__Your instructions__
Retype, without any change, the first line of the records and every line after it through the one containing "Hash length in bytes".

━━━━━ Material provided ━━━━━

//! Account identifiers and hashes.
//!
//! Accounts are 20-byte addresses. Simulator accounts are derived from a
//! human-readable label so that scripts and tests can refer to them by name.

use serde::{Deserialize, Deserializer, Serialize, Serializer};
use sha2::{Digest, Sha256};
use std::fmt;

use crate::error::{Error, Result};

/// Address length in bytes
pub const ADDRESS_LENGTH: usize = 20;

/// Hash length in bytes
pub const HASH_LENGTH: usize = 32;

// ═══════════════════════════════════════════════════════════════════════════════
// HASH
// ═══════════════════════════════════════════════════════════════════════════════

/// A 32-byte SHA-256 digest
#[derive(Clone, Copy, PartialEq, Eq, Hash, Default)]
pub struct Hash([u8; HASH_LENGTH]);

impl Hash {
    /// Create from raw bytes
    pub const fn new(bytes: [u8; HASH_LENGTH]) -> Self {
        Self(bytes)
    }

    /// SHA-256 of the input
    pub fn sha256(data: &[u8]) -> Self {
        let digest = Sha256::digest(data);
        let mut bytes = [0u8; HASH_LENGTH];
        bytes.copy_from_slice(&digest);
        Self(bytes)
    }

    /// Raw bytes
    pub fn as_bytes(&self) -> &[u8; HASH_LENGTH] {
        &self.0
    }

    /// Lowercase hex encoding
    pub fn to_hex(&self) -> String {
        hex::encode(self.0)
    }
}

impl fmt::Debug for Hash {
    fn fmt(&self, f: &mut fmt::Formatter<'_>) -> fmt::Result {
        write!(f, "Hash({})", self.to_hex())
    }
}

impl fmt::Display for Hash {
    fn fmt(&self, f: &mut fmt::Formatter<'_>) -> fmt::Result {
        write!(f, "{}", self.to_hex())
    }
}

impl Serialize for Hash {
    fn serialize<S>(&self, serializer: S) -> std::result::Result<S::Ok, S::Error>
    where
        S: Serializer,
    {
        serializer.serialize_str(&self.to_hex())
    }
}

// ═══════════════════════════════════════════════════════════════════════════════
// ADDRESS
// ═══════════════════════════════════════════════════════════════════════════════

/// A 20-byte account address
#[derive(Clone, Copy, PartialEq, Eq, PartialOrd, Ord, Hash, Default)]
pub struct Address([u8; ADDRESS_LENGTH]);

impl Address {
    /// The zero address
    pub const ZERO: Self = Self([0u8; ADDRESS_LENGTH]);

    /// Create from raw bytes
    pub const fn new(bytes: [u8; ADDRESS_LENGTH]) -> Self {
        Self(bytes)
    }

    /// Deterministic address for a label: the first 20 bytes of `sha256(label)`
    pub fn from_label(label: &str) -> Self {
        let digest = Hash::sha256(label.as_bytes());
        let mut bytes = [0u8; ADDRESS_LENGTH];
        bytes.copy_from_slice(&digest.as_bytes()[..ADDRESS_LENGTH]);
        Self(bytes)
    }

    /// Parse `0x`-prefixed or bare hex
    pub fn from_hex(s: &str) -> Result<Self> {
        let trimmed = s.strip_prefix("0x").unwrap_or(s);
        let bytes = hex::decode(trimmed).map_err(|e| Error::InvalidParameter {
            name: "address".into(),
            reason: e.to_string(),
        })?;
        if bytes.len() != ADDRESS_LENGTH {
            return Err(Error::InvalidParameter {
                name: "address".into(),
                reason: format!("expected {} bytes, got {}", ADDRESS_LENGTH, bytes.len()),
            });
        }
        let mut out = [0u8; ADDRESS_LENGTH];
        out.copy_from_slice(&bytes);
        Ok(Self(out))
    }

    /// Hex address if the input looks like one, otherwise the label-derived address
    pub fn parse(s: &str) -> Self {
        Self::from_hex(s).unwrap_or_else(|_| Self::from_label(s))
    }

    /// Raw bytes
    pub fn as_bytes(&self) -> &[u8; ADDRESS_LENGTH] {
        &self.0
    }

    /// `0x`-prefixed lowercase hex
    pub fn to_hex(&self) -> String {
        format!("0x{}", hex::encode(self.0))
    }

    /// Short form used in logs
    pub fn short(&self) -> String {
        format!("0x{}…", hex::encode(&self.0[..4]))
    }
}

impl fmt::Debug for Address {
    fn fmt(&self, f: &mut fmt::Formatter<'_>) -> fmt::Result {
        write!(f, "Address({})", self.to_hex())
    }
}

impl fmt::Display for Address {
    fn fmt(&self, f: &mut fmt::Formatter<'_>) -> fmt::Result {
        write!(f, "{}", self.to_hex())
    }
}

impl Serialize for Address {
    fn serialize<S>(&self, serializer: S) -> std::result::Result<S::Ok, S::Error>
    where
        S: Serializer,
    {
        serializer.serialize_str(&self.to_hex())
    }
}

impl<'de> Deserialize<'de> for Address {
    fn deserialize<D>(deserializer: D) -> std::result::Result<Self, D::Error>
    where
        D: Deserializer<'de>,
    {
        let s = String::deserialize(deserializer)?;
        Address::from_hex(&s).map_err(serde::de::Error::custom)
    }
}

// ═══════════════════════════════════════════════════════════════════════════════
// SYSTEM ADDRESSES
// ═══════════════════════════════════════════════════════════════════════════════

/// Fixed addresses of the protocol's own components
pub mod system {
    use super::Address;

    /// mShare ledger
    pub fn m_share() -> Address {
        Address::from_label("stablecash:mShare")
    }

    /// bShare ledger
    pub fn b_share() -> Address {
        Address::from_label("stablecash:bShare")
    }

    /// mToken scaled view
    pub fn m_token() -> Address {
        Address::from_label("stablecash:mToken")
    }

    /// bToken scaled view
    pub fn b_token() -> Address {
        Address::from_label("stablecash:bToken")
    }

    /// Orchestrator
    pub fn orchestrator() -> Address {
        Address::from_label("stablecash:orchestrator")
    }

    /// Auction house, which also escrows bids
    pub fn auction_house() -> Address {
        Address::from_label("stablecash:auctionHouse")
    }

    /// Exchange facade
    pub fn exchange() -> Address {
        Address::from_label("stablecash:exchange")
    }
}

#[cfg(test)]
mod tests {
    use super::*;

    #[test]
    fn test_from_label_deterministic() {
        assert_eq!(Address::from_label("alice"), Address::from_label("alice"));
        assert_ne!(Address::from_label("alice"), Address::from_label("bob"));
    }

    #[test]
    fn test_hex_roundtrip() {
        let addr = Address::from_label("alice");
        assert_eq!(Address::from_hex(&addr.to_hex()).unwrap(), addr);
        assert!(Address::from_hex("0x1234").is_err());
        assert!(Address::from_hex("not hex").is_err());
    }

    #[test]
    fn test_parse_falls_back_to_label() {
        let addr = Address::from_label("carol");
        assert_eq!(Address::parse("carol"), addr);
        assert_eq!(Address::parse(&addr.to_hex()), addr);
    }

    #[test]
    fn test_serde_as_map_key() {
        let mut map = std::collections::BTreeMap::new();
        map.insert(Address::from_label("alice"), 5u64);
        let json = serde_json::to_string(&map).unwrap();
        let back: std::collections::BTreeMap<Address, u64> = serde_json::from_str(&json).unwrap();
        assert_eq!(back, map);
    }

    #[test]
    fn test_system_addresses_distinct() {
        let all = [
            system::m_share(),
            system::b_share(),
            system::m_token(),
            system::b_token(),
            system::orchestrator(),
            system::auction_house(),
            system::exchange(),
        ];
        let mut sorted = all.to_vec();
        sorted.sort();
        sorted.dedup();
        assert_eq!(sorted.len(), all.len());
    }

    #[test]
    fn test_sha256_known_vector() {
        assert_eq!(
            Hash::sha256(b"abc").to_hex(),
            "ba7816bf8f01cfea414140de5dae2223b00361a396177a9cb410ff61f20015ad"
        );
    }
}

━━━━━

__Final answer__
//! Account identifiers and hashes.
//!
//! Accounts are 20-byte addresses. Simulator accounts are derived from a
//! human-readable label so that scripts and tests can refer to them by name.

use serde::{Deserialize, Deserializer, Serialize, Serializer};
use sha2::{Digest, Sha256};
use std::fmt;

use crate::error::{Error, Result};

/// Address length in bytes
pub const ADDRESS_LENGTH: usize = 20;

/// Hash length in bytes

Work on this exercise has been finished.